CAS Chairman's Testimony Against Racial Preferences Bill for California State Senate Education Committee

Charles Geshekter

Testimony Before the Senate Education Committee

April 27, 2011

SB185

 

Charles Geshekter

Emeritus Professor of History

 California State University, Chico

Chairman, Board of Directors

California Association of Scholars

 

Senator Hernandez claims this bill is needed to remedy a serious decline in black and Hispanic enrollments at the CSU and UC systems that have occurred since the passage of Proposition 209.

No such drop has occurred. Three years ago, I investigated the impact of Proposition 209 on higher education between 1999-2007.[i]

In the nine years after Prop 209 was enacted, the numbers of black and Hispanic college students who earned degrees rose significantly as more entered and more graduated from the California universities for which they were fully qualified.

For instance, Hispanic baccalaureate degrees from the UC and the CSU systems combined rose from 10,346 in 1999 to 14,483 in 2006, a 38% increase. Black baccalaureate degrees from the two systems rose from 3,856 in 1999 to 4,610 in 2006, a 19% increase.

Over the same period in the University of California system, new Latino enrollees jumped 80%, from 1,046 to 1,879; new Chicano enrollees rose 83%, from 3,034 to 5,551.

The data demonstrate that no decline occurred, thereby negating the need for this bill.  

On the pretext of being progressive, SB185 instead perpetuates an illiberal belief by encouraging racial groupthink among students, outreach programs and admissions officers.

If university admissions officers are required to “consider” an applicant’s race, they will either discriminate or give preference based on race. If either occurs, it will violate Article 1, Section 31 (Proposition 209). 

If neither occurs, then the whole exercise of considering race is pointless and time-consuming, providing another reason to reject this bill.

It is a grave error to assume that racial diversity begets greater intellectual diversity. That idea accepts that members of a group, because of their race or ethnicity, share certain qualities collectively. 

In that sense, SB185 helps to sustain, not diminish race-consciousness. Humans are not divisible biologically into any number of “races.” Each person is unique and hence contributes something to overall diversity.

The university’s core function is to educate students and that is the faculty’s job.  Students are there to learn, not to be role models or race exemplars for other students.

As an African history professor for 40 years, I can attest that the racial, ethnic, or gender composition of my classes had no bearing whatsoever on how well students paid attention, participated in class discussions, turned in exemplary work, or evidently learned.

A growing cross-section of Americans refuses to be pigeonholed.

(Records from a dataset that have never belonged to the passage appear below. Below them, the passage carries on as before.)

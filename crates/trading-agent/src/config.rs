use anyhow::{bail, Result};
use serde::{Deserialize, Serialize};
use std::env;

#[derive(Debug, Clone, Serialize, Deserialize)]
pub struct AgentConfig {
    // Database
    pub database_url: String,

    // Broker / market data
    pub alpaca_base_url: String,
    pub alpaca_data_url: String,
    pub alpaca_data_feed: String,

    // Notifications
    pub discord_webhook_url: Option<String>,

    // Market data fetch
    pub bar_limit: usize,              // 100 bars per fetch
    pub fetch_max_retries: u32,        // 3 attempts in total

    // Scheduling
    pub scheduler_tick_seconds: u64,   // 15
    pub reconcile_interval_seconds: u64, // 30
    pub unfilled_timeout_seconds: u64, // 120
    pub sweep_interval_seconds: u64,   // 60
    pub exit_check_interval_seconds: u64, // 60
    pub missing_order_limit: u32,      // 5 "order not found" polls before giving up
    pub max_concurrent_cycles: usize,  // 8

    // Behaviour switches
    pub async_execution: bool,         // spawn the buy path after the signal is recorded
    pub market_hours_only: bool,       // also gate on 09:30-16:00 ET

    // Live trading safety gate
    pub live_trading_approved: bool,
}

impl AgentConfig {
    pub fn from_env() -> Result<Self> {
        let config = Self {
            database_url: env::var("DATABASE_URL")
                .unwrap_or_else(|_| "sqlite:crossover.db".to_string()),

            alpaca_base_url: env::var("ALPACA_BASE_URL")
                .unwrap_or_else(|_| "https://paper-api.alpaca.markets".to_string()),
            alpaca_data_url: env::var("ALPACA_DATA_URL")
                .unwrap_or_else(|_| "https://data.alpaca.markets".to_string()),
            alpaca_data_feed: env::var("ALPACA_DATA_FEED")
                .unwrap_or_else(|_| "iex".to_string()),

            discord_webhook_url: env::var("DISCORD_WEBHOOK_URL")
                .ok()
                .filter(|s| !s.is_empty()),

            bar_limit: env::var("BAR_LIMIT")
                .unwrap_or_else(|_| "100".to_string())
                .parse()?,
            fetch_max_retries: env::var("FETCH_MAX_RETRIES")
                .unwrap_or_else(|_| "3".to_string())
                .parse()?,

            scheduler_tick_seconds: env::var("SCHEDULER_TICK_SECONDS")
                .unwrap_or_else(|_| "15".to_string())
                .parse()?,
            reconcile_interval_seconds: env::var("RECONCILE_INTERVAL_SECONDS")
                .unwrap_or_else(|_| "30".to_string())
                .parse()?,
            unfilled_timeout_seconds: env::var("UNFILLED_TIMEOUT_SECONDS")
                .unwrap_or_else(|_| "120".to_string())
                .parse()?,
            sweep_interval_seconds: env::var("SWEEP_INTERVAL_SECONDS")
                .unwrap_or_else(|_| "60".to_string())
                .parse()?,
            exit_check_interval_seconds: env::var("EXIT_CHECK_INTERVAL_SECONDS")
                .unwrap_or_else(|_| "60".to_string())
                .parse()?,
            missing_order_limit: env::var("MISSING_ORDER_LIMIT")
                .unwrap_or_else(|_| "5".to_string())
                .parse()?,
            max_concurrent_cycles: env::var("MAX_CONCURRENT_CYCLES")
                .unwrap_or_else(|_| "8".to_string())
                .parse()?,

            async_execution: env::var("ASYNC_EXECUTION")
                .unwrap_or_else(|_| "false".to_string())
                .parse()?,
            market_hours_only: env::var("MARKET_HOURS_ONLY")
                .unwrap_or_else(|_| "false".to_string())
                .parse()?,

            live_trading_approved: env::var("LIVE_TRADING_APPROVED")
                .map(|v| v.eq_ignore_ascii_case("yes"))
                .unwrap_or(false),
        };

        config.validate()?;
        Ok(config)
    }

    pub fn validate(&self) -> Result<()> {
        if self.bar_limit < technical_analysis::SLOW_PERIOD {
            bail!(
                "BAR_LIMIT must be at least {} (EMA-{} needs that much history), got {}",
                technical_analysis::SLOW_PERIOD,
                technical_analysis::SLOW_PERIOD,
                self.bar_limit
            );
        }
        if self.fetch_max_retries == 0 {
            bail!("FETCH_MAX_RETRIES must be at least 1");
        }
        if self.scheduler_tick_seconds == 0
            || self.reconcile_interval_seconds == 0
            || self.sweep_interval_seconds == 0
            || self.exit_check_interval_seconds == 0
        {
            bail!("scheduler, reconcile, sweep and exit-check intervals must be non-zero");
        }
        if self.missing_order_limit == 0 {
            bail!("MISSING_ORDER_LIMIT must be at least 1");
        }
        if self.max_concurrent_cycles == 0 {
            bail!("MAX_CONCURRENT_CYCLES must be at least 1");
        }
        if self.database_url.trim().is_empty() {
            bail!("DATABASE_URL must not be empty");
        }
        Ok(())
    }
}

impl Default for AgentConfig {
    fn default() -> Self {
        Self {
            database_url: "sqlite:crossover.db".to_string(),
            alpaca_base_url: "https://paper-api.alpaca.markets".to_string(),
            alpaca_data_url: "https://data.alpaca.markets".to_string(),
            alpaca_data_feed: "iex".to_string(),
            discord_webhook_url: None,
            bar_limit: 100,
            fetch_max_retries: 3,
            scheduler_tick_seconds: 15,
            reconcile_interval_seconds: 30,
            unfilled_timeout_seconds: 120,
            sweep_interval_seconds: 60,
            exit_check_interval_seconds: 60,
            missing_order_limit: 5,
            max_concurrent_cycles: 8,
            async_execution: false,
            market_hours_only: false,
            live_trading_approved: false,
        }
    }
}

The Census Bureau now recognizes 63 possible racial labels, an appalling taxonomy as artificial as those 100 years ago that sorted Americans into categories of "white," "Japanese," "Chinese," "Negroes," "mulattoes," "civilized Indians," and so forth.

 Will SB185 consider Korean, Chinese and Filipino students as separate groups, then collapse them into one race, “Asians”? 

 Will it lump Scandinavians, Syrians and Slavs together as "whites"?

 Will it cluster Cubans, Mexicans and Brazilians and call them all “Hispanic”?

Millions of young Americans date, love and marry across the “color” line and maintain multiple identities. 

As today’s population of blended Californians continues to grow, this bill looks backwards. It obliges admissions officers to sort students into “races” that have no objective genetic meaning. SB185 enables identity group politics to continue infecting university life. It helps turn every issue into a dispute over inclusion or exclusion.

SB185 should be defeated because it is unnecessary and counter productive. It will aid and abet illegal discrimination in university admissions and invite costly litigation, the very last thing California needs.

I urge the Senate Education Committee to reject SB185.

 


 

[i] Charles Geshekter, “The Effects of Proposition 209 on California: Higher Education, Public Employment and Contracting,” Academic Questions, Vol. 21, #3 (Summer 2008), pp. 296-319.